▶ _Requirement_
Which lines in the listing below contain "ChannelTable"? Copy each of them.

▶ _Excerpted data_

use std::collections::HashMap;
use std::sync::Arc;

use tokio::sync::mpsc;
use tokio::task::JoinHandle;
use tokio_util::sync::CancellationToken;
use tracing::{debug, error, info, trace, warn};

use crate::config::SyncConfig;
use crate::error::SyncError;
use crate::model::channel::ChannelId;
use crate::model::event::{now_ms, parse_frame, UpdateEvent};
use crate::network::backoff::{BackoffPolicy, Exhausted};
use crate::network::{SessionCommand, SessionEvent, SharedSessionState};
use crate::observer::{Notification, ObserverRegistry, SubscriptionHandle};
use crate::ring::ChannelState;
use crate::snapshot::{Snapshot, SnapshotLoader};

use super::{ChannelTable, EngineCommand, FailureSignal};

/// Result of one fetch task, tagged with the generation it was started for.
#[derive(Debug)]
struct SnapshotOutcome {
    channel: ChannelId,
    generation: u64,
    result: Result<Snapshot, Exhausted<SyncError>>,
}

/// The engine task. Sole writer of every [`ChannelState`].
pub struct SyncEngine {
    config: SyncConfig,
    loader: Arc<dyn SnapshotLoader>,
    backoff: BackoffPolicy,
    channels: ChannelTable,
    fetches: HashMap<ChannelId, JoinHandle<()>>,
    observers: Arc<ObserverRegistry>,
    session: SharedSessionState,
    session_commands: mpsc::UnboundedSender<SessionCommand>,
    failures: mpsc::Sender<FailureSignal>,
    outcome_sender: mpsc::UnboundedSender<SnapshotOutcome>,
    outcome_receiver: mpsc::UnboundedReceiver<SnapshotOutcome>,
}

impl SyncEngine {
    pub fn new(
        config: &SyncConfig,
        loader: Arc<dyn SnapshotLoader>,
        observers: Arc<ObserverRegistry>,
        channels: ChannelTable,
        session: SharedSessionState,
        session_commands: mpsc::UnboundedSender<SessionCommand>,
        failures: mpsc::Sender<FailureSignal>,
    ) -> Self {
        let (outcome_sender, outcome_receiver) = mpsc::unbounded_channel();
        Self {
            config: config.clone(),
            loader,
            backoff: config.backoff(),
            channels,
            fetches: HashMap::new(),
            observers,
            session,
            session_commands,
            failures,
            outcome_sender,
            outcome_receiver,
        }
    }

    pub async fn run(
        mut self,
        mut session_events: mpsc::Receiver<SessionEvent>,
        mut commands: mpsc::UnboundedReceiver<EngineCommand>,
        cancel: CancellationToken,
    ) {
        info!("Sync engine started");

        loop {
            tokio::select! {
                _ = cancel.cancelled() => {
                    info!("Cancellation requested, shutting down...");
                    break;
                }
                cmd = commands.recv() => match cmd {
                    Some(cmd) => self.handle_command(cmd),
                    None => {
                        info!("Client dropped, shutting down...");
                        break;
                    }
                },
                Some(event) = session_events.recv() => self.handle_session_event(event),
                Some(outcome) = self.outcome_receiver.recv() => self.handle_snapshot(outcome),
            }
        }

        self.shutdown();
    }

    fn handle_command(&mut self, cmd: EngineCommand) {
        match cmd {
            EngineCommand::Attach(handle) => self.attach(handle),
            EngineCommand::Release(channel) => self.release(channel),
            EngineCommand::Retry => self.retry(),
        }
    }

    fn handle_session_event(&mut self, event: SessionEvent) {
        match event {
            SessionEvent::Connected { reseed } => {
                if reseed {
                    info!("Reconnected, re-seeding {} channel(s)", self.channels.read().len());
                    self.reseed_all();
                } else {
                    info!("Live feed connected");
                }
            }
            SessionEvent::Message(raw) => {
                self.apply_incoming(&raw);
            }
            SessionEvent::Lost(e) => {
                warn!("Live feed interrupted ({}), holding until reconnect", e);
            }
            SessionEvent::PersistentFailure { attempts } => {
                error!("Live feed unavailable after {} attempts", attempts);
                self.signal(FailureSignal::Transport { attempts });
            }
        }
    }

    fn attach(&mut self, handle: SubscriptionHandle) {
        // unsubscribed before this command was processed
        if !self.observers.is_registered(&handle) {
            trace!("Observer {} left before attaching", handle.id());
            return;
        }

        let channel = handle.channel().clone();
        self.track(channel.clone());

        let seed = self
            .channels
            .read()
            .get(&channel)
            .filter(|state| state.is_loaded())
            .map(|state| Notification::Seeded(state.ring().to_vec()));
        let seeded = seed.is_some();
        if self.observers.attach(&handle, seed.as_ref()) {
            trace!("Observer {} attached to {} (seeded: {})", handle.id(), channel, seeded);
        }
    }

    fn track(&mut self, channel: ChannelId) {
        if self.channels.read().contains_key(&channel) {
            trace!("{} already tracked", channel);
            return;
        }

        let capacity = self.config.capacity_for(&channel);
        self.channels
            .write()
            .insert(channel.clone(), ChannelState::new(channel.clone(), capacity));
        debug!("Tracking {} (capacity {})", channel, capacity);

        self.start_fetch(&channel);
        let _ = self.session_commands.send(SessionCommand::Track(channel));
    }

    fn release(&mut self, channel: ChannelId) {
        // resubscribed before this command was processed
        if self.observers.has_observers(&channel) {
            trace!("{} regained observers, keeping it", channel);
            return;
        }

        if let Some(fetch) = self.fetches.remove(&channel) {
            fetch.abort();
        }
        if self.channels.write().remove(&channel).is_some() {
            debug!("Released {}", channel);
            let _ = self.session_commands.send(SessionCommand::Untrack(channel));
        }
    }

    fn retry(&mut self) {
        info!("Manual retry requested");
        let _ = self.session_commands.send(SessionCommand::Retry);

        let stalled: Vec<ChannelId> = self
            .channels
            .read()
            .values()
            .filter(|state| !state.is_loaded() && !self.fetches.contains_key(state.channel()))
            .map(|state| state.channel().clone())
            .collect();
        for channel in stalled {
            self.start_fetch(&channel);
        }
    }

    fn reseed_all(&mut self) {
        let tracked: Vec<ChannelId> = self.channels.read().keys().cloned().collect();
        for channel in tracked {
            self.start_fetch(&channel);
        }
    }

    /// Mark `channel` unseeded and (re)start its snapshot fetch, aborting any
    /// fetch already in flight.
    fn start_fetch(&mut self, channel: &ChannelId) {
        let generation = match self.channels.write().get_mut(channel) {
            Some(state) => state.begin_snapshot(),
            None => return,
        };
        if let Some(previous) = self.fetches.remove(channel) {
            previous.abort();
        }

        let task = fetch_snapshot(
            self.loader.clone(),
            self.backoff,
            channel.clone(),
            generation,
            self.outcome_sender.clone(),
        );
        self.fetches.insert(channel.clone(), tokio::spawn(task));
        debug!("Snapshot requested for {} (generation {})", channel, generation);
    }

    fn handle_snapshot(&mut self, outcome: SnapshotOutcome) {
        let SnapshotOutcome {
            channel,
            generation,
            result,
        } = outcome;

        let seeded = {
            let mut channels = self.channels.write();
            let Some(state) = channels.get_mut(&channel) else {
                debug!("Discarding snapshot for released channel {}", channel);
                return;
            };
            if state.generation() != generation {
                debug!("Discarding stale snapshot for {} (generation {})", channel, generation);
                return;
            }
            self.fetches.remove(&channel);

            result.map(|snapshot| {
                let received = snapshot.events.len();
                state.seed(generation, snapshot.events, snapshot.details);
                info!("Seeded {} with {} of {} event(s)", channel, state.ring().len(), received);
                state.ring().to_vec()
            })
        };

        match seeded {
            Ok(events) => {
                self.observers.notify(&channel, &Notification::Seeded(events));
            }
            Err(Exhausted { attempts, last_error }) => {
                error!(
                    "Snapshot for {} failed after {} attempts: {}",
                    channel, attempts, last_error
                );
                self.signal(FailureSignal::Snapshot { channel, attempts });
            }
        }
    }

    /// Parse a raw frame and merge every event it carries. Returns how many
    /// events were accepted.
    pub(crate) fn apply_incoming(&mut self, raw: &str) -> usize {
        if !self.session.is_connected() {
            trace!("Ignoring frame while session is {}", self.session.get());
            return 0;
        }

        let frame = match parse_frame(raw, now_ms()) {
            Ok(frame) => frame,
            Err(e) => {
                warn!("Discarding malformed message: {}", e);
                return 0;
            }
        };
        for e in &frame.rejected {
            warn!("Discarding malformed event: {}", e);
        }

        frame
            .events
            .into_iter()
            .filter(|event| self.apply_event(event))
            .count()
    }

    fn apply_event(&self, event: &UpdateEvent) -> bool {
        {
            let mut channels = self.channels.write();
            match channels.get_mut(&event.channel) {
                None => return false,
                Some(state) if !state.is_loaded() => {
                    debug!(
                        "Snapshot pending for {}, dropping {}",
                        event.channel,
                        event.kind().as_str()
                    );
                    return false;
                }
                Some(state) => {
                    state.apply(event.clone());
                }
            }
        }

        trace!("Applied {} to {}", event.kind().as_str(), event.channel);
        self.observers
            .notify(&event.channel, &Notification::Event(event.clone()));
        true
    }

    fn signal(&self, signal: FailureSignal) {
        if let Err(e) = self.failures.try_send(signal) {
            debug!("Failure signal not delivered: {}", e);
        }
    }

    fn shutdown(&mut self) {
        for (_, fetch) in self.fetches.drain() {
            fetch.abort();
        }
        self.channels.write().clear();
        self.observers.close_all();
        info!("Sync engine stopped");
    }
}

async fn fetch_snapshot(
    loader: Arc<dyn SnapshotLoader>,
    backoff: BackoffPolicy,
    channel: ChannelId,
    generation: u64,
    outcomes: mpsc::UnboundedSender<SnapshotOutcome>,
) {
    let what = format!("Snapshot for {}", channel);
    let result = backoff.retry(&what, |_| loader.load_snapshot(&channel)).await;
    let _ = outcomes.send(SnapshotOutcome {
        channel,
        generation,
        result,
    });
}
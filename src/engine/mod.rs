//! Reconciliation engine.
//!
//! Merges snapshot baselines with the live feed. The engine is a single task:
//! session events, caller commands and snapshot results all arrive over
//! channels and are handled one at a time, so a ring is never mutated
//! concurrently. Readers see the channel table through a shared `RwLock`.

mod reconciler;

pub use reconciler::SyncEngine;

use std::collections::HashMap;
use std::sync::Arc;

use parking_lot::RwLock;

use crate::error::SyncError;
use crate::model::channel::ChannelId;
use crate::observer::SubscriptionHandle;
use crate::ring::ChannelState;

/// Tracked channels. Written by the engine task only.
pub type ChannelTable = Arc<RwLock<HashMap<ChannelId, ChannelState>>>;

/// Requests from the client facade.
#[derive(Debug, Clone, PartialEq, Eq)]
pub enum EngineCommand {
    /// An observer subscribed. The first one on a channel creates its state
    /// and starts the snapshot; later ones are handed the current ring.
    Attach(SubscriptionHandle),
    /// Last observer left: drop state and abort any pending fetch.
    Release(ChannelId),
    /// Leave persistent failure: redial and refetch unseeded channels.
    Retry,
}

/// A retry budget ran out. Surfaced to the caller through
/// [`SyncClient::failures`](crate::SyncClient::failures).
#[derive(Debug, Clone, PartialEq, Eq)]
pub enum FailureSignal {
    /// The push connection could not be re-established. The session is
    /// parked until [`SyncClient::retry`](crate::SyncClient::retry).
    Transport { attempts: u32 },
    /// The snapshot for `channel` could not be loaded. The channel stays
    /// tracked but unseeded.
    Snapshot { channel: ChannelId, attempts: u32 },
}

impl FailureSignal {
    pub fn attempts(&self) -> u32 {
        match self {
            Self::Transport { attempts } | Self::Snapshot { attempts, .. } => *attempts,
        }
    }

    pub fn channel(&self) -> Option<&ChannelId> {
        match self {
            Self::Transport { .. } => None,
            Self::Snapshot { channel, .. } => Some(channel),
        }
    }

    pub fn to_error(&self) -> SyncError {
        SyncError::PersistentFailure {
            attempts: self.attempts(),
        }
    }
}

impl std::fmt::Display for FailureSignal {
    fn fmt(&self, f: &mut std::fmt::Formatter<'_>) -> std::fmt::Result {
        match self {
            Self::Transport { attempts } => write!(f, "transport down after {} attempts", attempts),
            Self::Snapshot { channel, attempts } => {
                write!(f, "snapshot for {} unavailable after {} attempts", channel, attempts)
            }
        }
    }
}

▶ _Written response_
use super::{ChannelTable, EngineCommand, FailureSignal};
    channels: ChannelTable,
        channels: ChannelTable,
pub type ChannelTable = Arc<RwLock<HashMap<ChannelId, ChannelState>>>;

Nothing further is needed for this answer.